_Task instructions:_ All of the data below is to be returned unaltered.

_Data below:_
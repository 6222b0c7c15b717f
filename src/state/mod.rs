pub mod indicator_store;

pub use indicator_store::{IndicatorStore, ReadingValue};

_Result:_
repository 6222b0c7c15b717f
filename src/state/mod.rs
pub mod indicator_store;

pub use indicator_store::{IndicatorStore, ReadingValue};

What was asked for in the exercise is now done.